The federal government has launched a 10-year national health plan focused on LGBTQI communities along with $26 million in medical research.

Health Minister Mark Butler announced the action plan to address health disparities and make improvements across the health system for diverse sexual communities.

"There is so much work we need to do to close the gap in health and particularly mental health outcomes for LGBTIQA+ Australians," he told reporters at WorldPride's Human Rights Conference in Sydney.

The $26 million grant funded through the Medical Research Future Fund will support projects seeking to improve treatment and care for LGBTQI people.

Advocates such as Equality Australia CEO Anna Brown hailed the plan as "life-saving".

"This funding package for new research - the largest ever for LGBTIQA+ health - is incredibly welcome news for the many people in our communities who feel their needs have not been met by the health system," she said.

Speaking via video message, Foreign Minister Penny Wong also announced the country's first dedicated fund to support LGBTIQ human rights groups in addressing social stigma and legal discrimination.

The Inclusion and Equality Fund will be granted $3.5 million this year.

Ms Wong also said the government would increase its funding to the Global Equality Fund for emergency assistance to human rights defenders in the Asia-Pacific region.

Earlier in the day, Sydney WorldPride CEO Kate Wickett opened the conference saying that while Mardi Gras events that celebrate the diversity of the queer community were needed, equally important was the recognition of human rights that guarantee equality for LGBTIQ communities.

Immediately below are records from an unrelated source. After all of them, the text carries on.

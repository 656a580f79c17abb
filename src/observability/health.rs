//! Health endpoints.
//!
//! Kubernetes-compatible probes:
//! - `GET /health` - liveness, plus current room/peer gauges
//! - `GET /ready` - readiness (false while starting up or draining)

use std::sync::atomic::{AtomicBool, Ordering};
use std::sync::Arc;

use axum::extract::State;
use axum::http::StatusCode;
use axum::routing::get;
use axum::{Json, Router};
use serde_json::{json, Value};

use crate::actors::CoordinatorMetrics;

/// Liveness/readiness flags.
#[derive(Debug)]
pub struct HealthState {
    live: AtomicBool,
    ready: AtomicBool,
}

impl Default for HealthState {
    fn default() -> Self {
        Self::new()
    }
}

impl HealthState {
    /// Create a new health state (live=true, ready=false).
    #[must_use]
    pub fn new() -> Self {
        Self {
            live: AtomicBool::new(true),
            ready: AtomicBool::new(false),
        }
    }

    pub fn set_ready(&self, ready: bool) {
        self.ready.store(ready, Ordering::Release);
    }

    #[must_use]
    pub fn is_live(&self) -> bool {
        self.live.load(Ordering::Acquire)
    }

    #[must_use]
    pub fn is_ready(&self) -> bool {
        self.ready.load(Ordering::Acquire)
    }
}

#[derive(Clone)]
struct HealthRoutesState {
    health: Arc<HealthState>,
    metrics: Arc<CoordinatorMetrics>,
}

/// Router serving the probe endpoints.
pub fn health_router(health: Arc<HealthState>, metrics: Arc<CoordinatorMetrics>) -> Router {
    Router::new()
        .route("/health", get(health_handler))
        .route("/ready", get(ready_handler))
        .with_state(HealthRoutesState { health, metrics })
}

async fn health_handler(
    State(state): State<HealthRoutesState>,
) -> (StatusCode, Json<Value>) {
    let status = if state.health.is_live() {
        StatusCode::OK
    } else {
        StatusCode::SERVICE_UNAVAILABLE
    };
    (
        status,
        Json(json!({
            "status": if state.health.is_live() { "ok" } else { "down" },
            "rooms": state.metrics.current_rooms(),
            "peers": state.metrics.current_peers(),
        })),
    )
}

async fn ready_handler(State(state): State<HealthRoutesState>) -> StatusCode {
    if state.health.is_ready() {
        StatusCode::OK
    } else {
        StatusCode::SERVICE_UNAVAILABLE
    }
}

#[cfg(test)]
#[allow(clippy::unwrap_used, clippy::expect_used)]
mod tests {
    use super::*;

    #[test]
    fn test_initial_state() {
        let health = HealthState::new();
        assert!(health.is_live());
        assert!(!health.is_ready());
    }

    #[test]
    fn test_ready_toggles() {
        let health = HealthState::new();
        health.set_ready(true);
        assert!(health.is_ready());
        health.set_ready(false);
        assert!(!health.is_ready());
    }
}
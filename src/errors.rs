//! Coordinator error types.
//!
//! Error types map to signaling error replies and REST status codes.
//! Internal details are logged server-side but not exposed to clients.

use thiserror::Error;

use crate::engine::EngineError;

/// Coordinator error type.
///
/// Maps to signaling replies / REST status codes:
/// - `AuthFailed`: `auth:error` / 401
/// - `NotAuthorized`: `join-error` / 403
/// - `NotSpeaker`: `speak-error`, no producer created
/// - `RoomNotFound`, `PeerNotFound`, `DirectoryNotFound`: 404
/// - `Conflict`: 409
/// - `Engine`, `StoreWrite`, `Internal`: 500
/// - `Draining`: 503
#[derive(Debug, Error)]
pub enum CoordinatorError {
    /// Authentication failed (bad credentials or token).
    #[error("authentication failed: {0}")]
    AuthFailed(String),

    /// Join without membership or across companies.
    #[error("not authorized: {0}")]
    NotAuthorized(String),

    /// Produce attempted by a connection that does not hold the floor.
    #[error("not the current speaker")]
    NotSpeaker,

    /// Room not found (never joined or already destroyed).
    #[error("room not found: {0}")]
    RoomNotFound(String),

    /// Peer session not found (disconnected or never registered).
    #[error("peer not found: {0}")]
    PeerNotFound(String),

    /// A directory record is missing.
    #[error("{kind} not found: {id}")]
    DirectoryNotFound { kind: &'static str, id: String },

    /// Conflict (e.g. duplicate membership edge).
    #[error("conflict: {0}")]
    Conflict(String),

    /// Media engine call failed.
    #[error("media engine error: {0}")]
    Engine(#[from] EngineError),

    /// Persisting the directory snapshot failed. Fatal to that single
    /// write attempt only; in-memory state is unaffected.
    #[error("store write failed: {0}")]
    StoreWrite(String),

    /// Coordinator is shutting down.
    #[error("coordinator is draining")]
    Draining,

    /// Internal error (channel closed, actor gone).
    #[error("internal error: {0}")]
    Internal(String),
}

impl CoordinatorError {
    /// Returns the HTTP status code for this error at the REST boundary.
    #[must_use]
    pub fn status_code(&self) -> u16 {
        match self {
            CoordinatorError::AuthFailed(_) => 401,
            CoordinatorError::NotAuthorized(_) | CoordinatorError::NotSpeaker => 403,
            CoordinatorError::RoomNotFound(_)
            | CoordinatorError::PeerNotFound(_)
            | CoordinatorError::DirectoryNotFound { .. } => 404,
            CoordinatorError::Conflict(_) => 409,
            CoordinatorError::Draining => 503,
            CoordinatorError::Engine(_)
            | CoordinatorError::StoreWrite(_)
            | CoordinatorError::Internal(_) => 500,
        }
    }

    /// Returns a client-safe error message (no internal details).
    #[must_use]
    pub fn client_message(&self) -> String {
        match self {
            CoordinatorError::AuthFailed(_) => "Invalid credentials or token".to_string(),
            CoordinatorError::NotAuthorized(msg) => msg.clone(),
            CoordinatorError::NotSpeaker => "Not the current speaker".to_string(),
            CoordinatorError::RoomNotFound(_) => "Room not found".to_string(),
            CoordinatorError::PeerNotFound(_) => "Peer not found".to_string(),
            CoordinatorError::DirectoryNotFound { kind, .. } => format!("{kind} not found"),
            CoordinatorError::Conflict(msg) => msg.clone(),
            CoordinatorError::Draining => "Server is shutting down".to_string(),
            CoordinatorError::Engine(_)
            | CoordinatorError::StoreWrite(_)
            | CoordinatorError::Internal(_) => "An internal error occurred".to_string(),
        }
    }
}

#[cfg(test)]
#[allow(clippy::unwrap_used, clippy::expect_used)]
mod tests {
    use super::*;

    #[test]
    fn test_status_code_mapping() {
        assert_eq!(
            CoordinatorError::AuthFailed("bad token".to_string()).status_code(),
            401
        );
        assert_eq!(
            CoordinatorError::NotAuthorized("no membership".to_string()).status_code(),
            403
        );
        assert_eq!(CoordinatorError::NotSpeaker.status_code(), 403);
        assert_eq!(
            CoordinatorError::RoomNotFound("r1".to_string()).status_code(),
            404
        );
        assert_eq!(
            CoordinatorError::DirectoryNotFound {
                kind: "channel",
                id: "ch_1".to_string()
            }
            .status_code(),
            404
        );
        assert_eq!(
            CoordinatorError::Conflict("already a member".to_string()).status_code(),
            409
        );
        assert_eq!(CoordinatorError::Draining.status_code(), 503);
        assert_eq!(
            CoordinatorError::StoreWrite("disk full".to_string()).status_code(),
            500
        );
        assert_eq!(
            CoordinatorError::Internal("channel closed".to_string()).status_code(),
            500
        );
    }

    #[test]
    fn test_client_messages_hide_internal_details() {
        let store_err = CoordinatorError::StoreWrite("/var/data/ptt/data.json: EIO".to_string());
        assert!(!store_err.client_message().contains("/var"));
        assert_eq!(store_err.client_message(), "An internal error occurred");

        let auth_err = CoordinatorError::AuthFailed("signature mismatch for dev_abc".to_string());
        assert!(!auth_err.client_message().contains("dev_abc"));
    }

    #[test]
    fn test_engine_error_conversion() {
        let err: CoordinatorError = EngineError::UnknownTransport("t1".to_string()).into();
        assert!(matches!(err, CoordinatorError::Engine(_)));
        assert_eq!(err.status_code(), 500);
    }
}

She urged attendees of the three-week festival to "party with purpose".

"We celebrate united as a community that comes together and Mardi Gras is a visible display of that unification and celebration but the human rights conference is the embodiment of that purpose," she told AAP on Wednesday.

"We've still got a lot of work to do to achieve equality."

Victor Madrigal-Borloz, the UN's Independent Expert on Sexual Orientation and Gender Identity, said measures to ban gay conversion therapy in NSW, such as the bill by independent MP Alex Greenwich, were crucial.

His bill to remove a variety of barriers for LGBTQI communities would stop the practice of changing or suppressing sexual orientation and gender identity.

The MP said earlier this month he would introduce the bill regardless of which party was elected on March 25.

Mr Madrigal-Borloz warned the fight towards repealing laws that criminalise sexual orientation and gender identity was far from over, with 67 countries still having them on the books.

"First, we change the laws, then the rest will follow," he said at the conference.

"Law reform creates an environment of equality that fosters and nurtures the removal of discrimination, which in turn, helps to change minds and attitudes towards and within our communities."